I totally agree that the importance of geography is only occasionally touched
upon, usually when working-from-home topics arise.

But it's crucial.

I know a lot about canvas. I'm the top answer-er on StackOverflow for Canvas
and HTML5 tags. By _far_. I love it, I love helping people. Because of this I
get emails weekly from people with various issues and I try to reply to them
as best I can. Job offers come in too, from uh, one corner of the globe (a
little place called California). I reject all of them out of hand[1] because
they reject me out of hand, because I won't move.
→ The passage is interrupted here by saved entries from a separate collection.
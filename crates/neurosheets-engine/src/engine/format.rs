//! Display formatting for cell values.

use super::cell::{CellValue, NumberFormat};
use super::eval::EvalError;

/// Shown for cells caught in a circular reference.
pub const CIRCULAR_DISPLAY: &str = "#CIRC!";

/// Format a number in its natural form.
///
/// Integral values print without a fractional part, everything else uses the
/// shortest representation that round-trips.
pub fn format_number(n: f64) -> String {
    if n.is_nan() {
        "#NAN!".to_string()
    } else if n.is_infinite() {
        "#INF!".to_string()
    } else if n == 0.0 {
        // Also folds -0.
        "0".to_string()
    } else if n.fract() == 0.0 && n.abs() < 1e15 {
        format!("{:.0}", n)
    } else {
        format!("{}", n)
    }
}

/// Format a number according to an optional format tag.
/// - `Currency`: `$` prefix, two decimals
/// - `Percent`: multiplied by 100, one decimal, `%` suffix
/// - anything else: natural form
pub fn format_with(n: f64, format: Option<NumberFormat>) -> String {
    match format {
        Some(NumberFormat::Currency) => format!("${:.2}", n),
        Some(NumberFormat::Percent) => format!("{:.1}%", n * 100.0),
        _ => format_number(n),
    }
}

/// Format a literal cell value. Text is shown exactly as stored.
pub fn format_value(value: &CellValue, format: Option<NumberFormat>) -> String {
    match value {
        CellValue::Empty => String::new(),
        CellValue::Number(n) => format_with(*n, format),
        CellValue::Text(s) => s.clone(),
    }
}

/// Format the outcome of evaluating a formula cell.
///
/// Circular references get their own marker; every other failure falls back
/// to a formatted zero.
pub fn format_result(result: &Result<f64, EvalError>, format: Option<NumberFormat>) -> String {
    match result {
        Ok(n) => format_with(*n, format),
        Err(EvalError::Circular) => CIRCULAR_DISPLAY.to_string(),
        Err(_) => format_with(0.0, format),
    }
}

#[cfg(test)]
mod tests {
    use super::*;

    #[test]
    fn test_natural_number_form() {
        assert_eq!(format_number(60.0), "60");
        assert_eq!(format_number(-3.0), "-3");
        assert_eq!(format_number(0.5), "0.5");
        assert_eq!(format_number(-0.0), "0");
        assert_eq!(format_number(0.1 + 0.2), "0.30000000000000004");
    }

    #[test]
    fn test_currency_and_percent() {
        assert_eq!(format_with(1234.5, Some(NumberFormat::Currency)), "$1234.50");
        assert_eq!(format_with(-5.0, Some(NumberFormat::Currency)), "$-5.00");
        assert_eq!(format_with(0.25, Some(NumberFormat::Percent)), "25.0%");
        assert_eq!(format_with(2.0, Some(NumberFormat::Date)), "2");
    }

    #[test]
    fn test_text_ignores_numeric_format() {
        let text = CellValue::Text("n/a".to_string());
        assert_eq!(format_value(&text, Some(NumberFormat::Currency)), "n/a");
        assert_eq!(format_value(&CellValue::Empty, None), "");
    }

    #[test]
    fn test_result_states() {
        assert_eq!(format_result(&Err(EvalError::Circular), None), "#CIRC!");
        assert_eq!(
            format_result(&Err(EvalError::NonFinite), Some(NumberFormat::Currency)),
            "$0.00"
        );
    }
}
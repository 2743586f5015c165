//! Spreadsheet engine API.
//!
//! This module provides the core computation engine for the spreadsheet:
//!
//! - [`Cell`], [`CellValue`], [`CellStyle`] - Data structures for cell storage
//! - [`CellStore`] - Sparse cell map with eager formula evaluation on write
//! - [`CellRef`], [`CellRange`] - A1 notation parsing and rectangles
//! - [`parse_formula`] - Formula text to [`Expr`]
//! - [`Evaluator`], [`evaluate_formula`] - Formula evaluation
//! - [`DependencyGraph`], [`detect_cycle`] - Dependency tracking and cycles
//! - [`format_result`], [`format_value`] - Format values for display

mod ast;
mod cell;
mod cell_ref;
mod cycle;
mod deps;
mod eval;
mod format;
mod functions;
mod lexer;
mod parser;
mod store;

pub use ast::{Arg, BinaryOp, Expr, FUNCTIONS, Function, FunctionInfo, Reference, UnaryOp};
pub use cell::{Align, Cell, CellStyle, CellValue, NumberFormat, parse_number};
pub use cell_ref::{CellRange, CellRef};
pub use cycle::detect_cycle;
pub use deps::{DependencyGraph, EvaluationOrder, extract_dependencies};
pub use eval::{
    CellSource, EvalError, EvalResult, Evaluator, MAX_CHAIN_DEPTH, MAX_RANGE_CELLS,
    evaluate_formula, try_evaluate_formula,
};
pub use format::{CIRCULAR_DISPLAY, format_number, format_result, format_value, format_with};
pub use lexer::{Lexer, Token, tokenize};
pub use parser::{ParseError, ParseResult, parse_formula};
pub use store::CellStore;
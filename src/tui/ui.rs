//! UI rendering

use super::app::{App, Mode};
use super::help::{get_commands_help, get_help_text};
use neurosheets_engine::engine::{Align, CIRCULAR_DISPLAY, CellRef, CellStyle};
use ratatui::{
    Frame,
    layout::{Alignment, Constraint, Direction, Layout, Rect},
    style::{Color, Modifier, Style},
    text::{Line, Span},
    widgets::{Block, Borders, Cell, Clear, Paragraph, Row, Table, Wrap},
};

pub(crate) const FORMULA_BAR_HEIGHT: u16 = 3;
pub(crate) const GRID_MIN_HEIGHT: u16 = 10;
pub(crate) const STATUS_BAR_HEIGHT: u16 = 1;
pub(crate) const ROW_HEADER_WIDTH: u16 = 4;
pub(crate) const GRID_COLUMN_SPACING: u16 = 1;

pub(crate) fn split_main_chunks(area: Rect) -> [Rect; 3] {
    let chunks = Layout::default()
        .direction(Direction::Vertical)
        .constraints([
            Constraint::Length(FORMULA_BAR_HEIGHT),
            Constraint::Min(GRID_MIN_HEIGHT),
            Constraint::Length(STATUS_BAR_HEIGHT),
        ])
        .split(area);
    [chunks[0], chunks[1], chunks[2]]
}

/// Parse a `#rrggbb` color.
pub(crate) fn parse_hex_color(hex: &str) -> Option<Color> {
    let digits = hex.strip_prefix('#')?;
    if digits.len() != 6 || !digits.bytes().all(|b| b.is_ascii_hexdigit()) {
        return None;
    }
    let channel = |i: usize| u8::from_str_radix(&digits[i..i + 2], 16).ok();
    Some(Color::Rgb(channel(0)?, channel(2)?, channel(4)?))
}

pub(crate) fn grid_cell_at(
    app: &App,
    grid_area: Rect,
    mouse_col: u16,
    mouse_row: u16,
) -> Option<(usize, usize)> {
    if grid_area.width < 3 || grid_area.height < 4 {
        return None;
    }

    let inner_x = grid_area.x.saturating_add(1);
    let inner_y = grid_area.y.saturating_add(1);
    let inner_right = inner_x.saturating_add(grid_area.width.saturating_sub(2));
    let inner_bottom = inner_y.saturating_add(grid_area.height.saturating_sub(2));

    if mouse_col < inner_x
        || mouse_col >= inner_right
        || mouse_row < inner_y
        || mouse_row >= inner_bottom
    {
        return None;
    }

    // Header row contains column letters, not data cells.
    if mouse_row == inner_y {
        return None;
    }

    let rel_row = (mouse_row - inner_y - 1) as usize;
    if rel_row >= app.visible_rows {
        return None;
    }
    let row = app.viewport_row.saturating_add(rel_row);
    if row >= app.max_rows {
        return None;
    }

    // Skip the row header and the spacing after it.
    let mut x = inner_x.saturating_add(ROW_HEADER_WIDTH + GRID_COLUMN_SPACING);
    if mouse_col < x {
        return None;
    }

    for offset in 0..app.visible_cols {
        let col = app.viewport_col + offset;
        if col >= app.max_cols || x >= inner_right {
            break;
        }

        let cell_end = x.saturating_add(app.get_column_width(col) as u16);
        if mouse_col < cell_end {
            return (mouse_col >= x).then_some((col, row));
        }
        x = cell_end.saturating_add(GRID_COLUMN_SPACING);
    }

    None
}

/// Draw the application UI
pub fn draw(f: &mut Frame, app: &mut App) {
    let chunks = split_main_chunks(f.area());

    // Update visible dimensions based on actual size
    let grid_area = chunks[1];
    let available_width = grid_area.width.saturating_sub(ROW_HEADER_WIDTH + 2) as usize;
    let available_height = grid_area.height.saturating_sub(3) as usize; // header + borders

    app.visible_cols = (available_width / (app.col_width + 1)).max(1);
    app.visible_rows = available_height.max(1);
    app.update_viewport();

    draw_formula_bar(f, app, chunks[0]);
    draw_grid(f, app, chunks[1]);
    draw_status_bar(f, app, chunks[2]);

    if app.help_modal {
        draw_help_modal(f);
    }
}

fn draw_formula_bar(f: &mut Frame, app: &App, area: Rect) {
    let cell_ref = app.current_cell_ref();

    let content = match app.mode {
        Mode::Edit => {
            let (before, after) = app.edit_buffer.split_at(app.edit_cursor);
            format!("{}: {}│{}", cell_ref, before, after)
        }
        Mode::Command => {
            let (before, after) = app.command_buffer.split_at(app.command_cursor);
            format!(":{}│{}", before, after)
        }
        Mode::Normal => match app.doc.cells.get(&cell_ref) {
            Some(cell) if !cell.is_blank() => format!("{}: {}", cell_ref, cell.to_input_string()),
            _ => format!("{}: (empty)", cell_ref),
        },
    };

    let (title, color) = match app.mode {
        Mode::Edit => (" Edit ", Color::Yellow),
        Mode::Command => (" Command ", Color::Cyan),
        Mode::Normal => (" Cell ", Color::White),
    };

    let block = Block::default()
        .borders(Borders::ALL)
        .title(title)
        .border_style(Style::default().fg(color));

    f.render_widget(Paragraph::new(content).block(block), area);
}

/// Style for a cell that is not under the cursor.
fn cell_style(style: Option<&CellStyle>, display: &str) -> Style {
    let mut out = Style::default();
    if display == CIRCULAR_DISPLAY {
        out = out.fg(Color::Red);
    }
    let Some(style) = style else {
        return out;
    };

    if style.is_bold() {
        out = out.add_modifier(Modifier::BOLD);
    }
    if style.is_italic() {
        out = out.add_modifier(Modifier::ITALIC);
    }
    if let Some(color) = style.text_color.as_deref().and_then(parse_hex_color) {
        out = out.fg(color);
    }
    if let Some(color) = style.background_color.as_deref().and_then(parse_hex_color) {
        out = out.bg(color);
    }
    out
}

fn alignment(style: Option<&CellStyle>) -> Alignment {
    match style.and_then(|s| s.align) {
        Some(Align::Center) => Alignment::Center,
        Some(Align::Right) => Alignment::Right,
        Some(Align::Left) | None => Alignment::Left,
    }
}

fn draw_grid(f: &mut Frame, app: &mut App, area: Rect) {
    let last_col = (app.viewport_col + app.visible_cols).min(app.max_cols);
    let last_row = (app.viewport_row + app.visible_rows).min(app.max_rows);

    let header_style = |active: bool| {
        if active {
            Style::default()
                .fg(Color::Black)
                .bg(Color::White)
                .add_modifier(Modifier::BOLD)
        } else {
            Style::default().fg(Color::DarkGray)
        }
    };

    // Build header row
    let mut header_cells = vec![Cell::from(" ")]; // Corner
    for col in app.viewport_col..last_col {
        header_cells.push(
            Cell::from(CellRef::col_to_letters(col)).style(header_style(col == app.cursor_col)),
        );
    }
    let header = Row::new(header_cells).height(1);

    // Build data rows
    let mut rows = Vec::new();
    for row in app.viewport_row..last_row {
        let mut cells =
            vec![Cell::from(format!("{}", row + 1)).style(header_style(row == app.cursor_row))];

        for col in app.viewport_col..last_col {
            let cell_ref = CellRef::new(col, row);
            let display = app.doc.get_cell_display(&cell_ref);
            let style = app.doc.cells.get(&cell_ref).and_then(|c| c.style.as_ref());

            let is_cursor = row == app.cursor_row && col == app.cursor_col;
            let look = if is_cursor {
                Style::default()
                    .fg(Color::Black)
                    .bg(Color::Cyan)
                    .add_modifier(Modifier::BOLD)
            } else {
                cell_style(style, &display)
            };
            let line = Line::from(display).alignment(alignment(style));
            cells.push(Cell::from(line).style(look));
        }

        rows.push(Row::new(cells));
    }

    let mut widths = vec![Constraint::Length(ROW_HEADER_WIDTH)]; // Row header
    for col in app.viewport_col..last_col {
        widths.push(Constraint::Length(app.get_column_width(col) as u16));
    }

    let title = format!(" {} ", app.doc.title);
    let table = Table::new(rows, widths)
        .header(header)
        .block(Block::default().borders(Borders::ALL).title(title))
        .column_spacing(GRID_COLUMN_SPACING);

    f.render_widget(table, area);
}

fn draw_status_bar(f: &mut Frame, app: &App, area: Rect) {
    let location = match &app.session {
        Some(session) => session.location().to_string(),
        None => "[Scratch]".to_string(),
    };
    let modified_indicator = if app.doc.modified { " [+]" } else { "" };

    let status = if !app.status_message.is_empty() {
        app.status_message.clone()
    } else {
        format!(
            "{}{}  |  hjkl:move  i:edit  =:formula  x:clear  b/I:style  :w save  :q quit  ?:help",
            location, modified_indicator
        )
    };

    let style = if app.status_message.starts_with("Error") {
        Style::default().fg(Color::Red)
    } else if !app.status_message.is_empty() {
        Style::default().fg(Color::Yellow)
    } else {
        Style::default().fg(Color::DarkGray)
    };

    f.render_widget(Paragraph::new(Line::from(Span::styled(status, style))), area);
}

fn centered_rect(percent_x: u16, percent_y: u16, area: Rect) -> Rect {
    let popup_layout = Layout::default()
        .direction(Direction::Vertical)
        .constraints([
            Constraint::Percentage((100 - percent_y) / 2),
            Constraint::Percentage(percent_y),
            Constraint::Percentage((100 - percent_y) / 2),
        ])
        .split(area);

    Layout::default()
        .direction(Direction::Horizontal)
        .constraints([
            Constraint::Percentage((100 - percent_x) / 2),
            Constraint::Percentage(percent_x),
            Constraint::Percentage((100 - percent_x) / 2),
        ])
        .split(popup_layout[1])[1]
}

fn draw_help_modal(f: &mut Frame) {
    let area = centered_rect(80, 85, f.area());

    let block = Block::default()
        .borders(Borders::ALL)
        .title(" Help (Esc to close) ")
        .border_style(Style::default().fg(Color::Green))
        .style(Style::default().fg(Color::White).bg(Color::Black));

    let mut lines: Vec<Line> = Vec::new();
    let mut sections = get_help_text();
    sections.push(String::new());
    sections.extend(get_commands_help());
    for text in sections {
        let style = if text.starts_with("  ") {
            Style::default().fg(Color::White)
        } else {
            Style::default()
                .fg(Color::Yellow)
                .add_modifier(Modifier::BOLD)
        };
        lines.push(Line::from(Span::styled(text, style)));
    }

    f.render_widget(Clear, area);
    f.render_widget(
        Paragraph::new(lines)
            .block(block)
            .wrap(Wrap { trim: false }),
        area,
    );
}

#[cfg(test)]
mod tests {
    use super::*;
    use ratatui::{Terminal, backend::TestBackend};

    fn first_body_cell_point(grid_area: Rect) -> (u16, u16) {
        (
            grid_area.x + 1 + ROW_HEADER_WIDTH + GRID_COLUMN_SPACING,
            grid_area.y + 2,
        )
    }

    fn render(app: &mut App, width: u16, height: u16) -> String {
        let mut terminal = Terminal::new(TestBackend::new(width, height)).unwrap();
        terminal.draw(|f| draw(f, app)).unwrap();
        let buffer = terminal.backend().buffer();
        let mut out = String::new();
        for y in 0..buffer.area.height {
            for x in 0..buffer.area.width {
                out.push_str(buffer[(x, y)].symbol());
            }
            out.push('\n');
        }
        out
    }

    #[test]
    fn parse_hex_color_accepts_rrggbb_only() {
        assert_eq!(parse_hex_color("#ff8000"), Some(Color::Rgb(255, 128, 0)));
        assert_eq!(parse_hex_color("#FF8000"), Some(Color::Rgb(255, 128, 0)));
        assert_eq!(parse_hex_color("ff8000"), None);
        assert_eq!(parse_hex_color("#fff"), None);
        assert_eq!(parse_hex_color("#gg0000"), None);
    }

    #[test]
    fn cell_style_applies_formatting() {
        let style = CellStyle {
            bold: Some(true),
            italic: Some(true),
            text_color: Some("#000000".to_string()),
            background_color: Some("#ffffff".to_string()),
            ..CellStyle::default()
        };
        let out = cell_style(Some(&style), "x");
        assert!(out.add_modifier.contains(Modifier::BOLD | Modifier::ITALIC));
        assert_eq!(out.fg, Some(Color::Rgb(0, 0, 0)));
        assert_eq!(out.bg, Some(Color::Rgb(255, 255, 255)));

        assert_eq!(cell_style(None, CIRCULAR_DISPLAY).fg, Some(Color::Red));
        assert_eq!(alignment(Some(&style)), Alignment::Left);
    }

    #[test]
    fn draw_renders_values_and_circular_marker() {
        let mut app = App::new();
        app.doc.set_cell_from_input(&CellRef::new(0, 0), "=SUM(B1:B2)");
        app.doc.set_cell_from_input(&CellRef::new(1, 0), "70");
        app.doc.set_cell_from_input(&CellRef::new(1, 1), "8");
        app.doc.set_cell_from_input(&CellRef::new(0, 2), "=A3");

        let screen = render(&mut app, 80, 24);
        assert!(screen.contains("A1: =SUM(B1:B2)"));
        assert!(screen.contains("78"));
        assert!(screen.contains(CIRCULAR_DISPLAY));
        assert!(screen.contains(" Book1 "));
        assert!(app.visible_rows > 0);
    }

    #[test]
    fn grid_cell_at_maps_first_visible_cell_to_viewport_origin() {
        let mut app = App::new();
        app.viewport_col = 5;
        app.viewport_row = 7;
        app.visible_cols = 4;
        app.visible_rows = 4;

        let grid_area = Rect::new(0, 0, 80, 20);
        let (x, y) = first_body_cell_point(grid_area);

        assert_eq!(grid_cell_at(&app, grid_area, x, y), Some((5, 7)));
    }

    #[test]
    fn grid_cell_at_maps_second_column_with_custom_width_and_spacing() {
        let mut app = App::new();
        app.viewport_col = 3;
        app.viewport_row = 2;
        app.visible_cols = 3;
        app.visible_rows = 3;
        app.column_widths.insert(3, 10);
        app.column_widths.insert(4, 8);

        let grid_area = Rect::new(0, 0, 80, 20);
        let (first_x, y) = first_body_cell_point(grid_area);
        let second_col_start = first_x + app.get_column_width(3) as u16 + GRID_COLUMN_SPACING;

        assert_eq!(
            grid_cell_at(&app, grid_area, second_col_start + 1, y),
            Some((4, 2))
        );
    }

    #[test]
    fn grid_cell_at_ignores_headers_and_spacing() {
        let mut app = App::new();
        app.visible_cols = 4;
        app.visible_rows = 4;

        let grid_area = Rect::new(0, 0, 80, 20);
        let (first_x, y) = first_body_cell_point(grid_area);
        let spacing_x = first_x + app.get_column_width(0) as u16;

        assert_eq!(grid_cell_at(&app, grid_area, grid_area.x + 2, y), None);
        assert_eq!(grid_cell_at(&app, grid_area, first_x, grid_area.y + 1), None);
        assert_eq!(grid_cell_at(&app, grid_area, spacing_x, y), None);
        assert_eq!(grid_cell_at(&app, grid_area, 200, y), None);
    }
}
It might sound like I'd work somewhere special or prestigious (do they still
say that about companies?), but I don't.

 _I'm a person before I'm a programmer._ And I always will be. And I have a
family and friends and a home in New Hampshire and I want to stay here, even
if that means staying with my teeny tiny less-than-ten-person company. And I
probably get paid a pittance of what I might get paid out in CA (chuckles were
had when I last mentioned my salary on the phone).

But I walk seven minutes to work every day. And lunches are paid, and I feel
relaxed and at home, and at noon I can go home (paid lunches, no clock) and
cook eggs and swing by the cafe to find fresh coffee and see the faces Jed and
Emily and Sam and Alyssa and all the others that I know and love. Just seeing
some of the same people every day, people I've known for years, brings me
immense joy.

I'm not curing cancer, but at the end of the day I do feel accomplished and
refreshed and loved by coworkers and friends in my tiny little world.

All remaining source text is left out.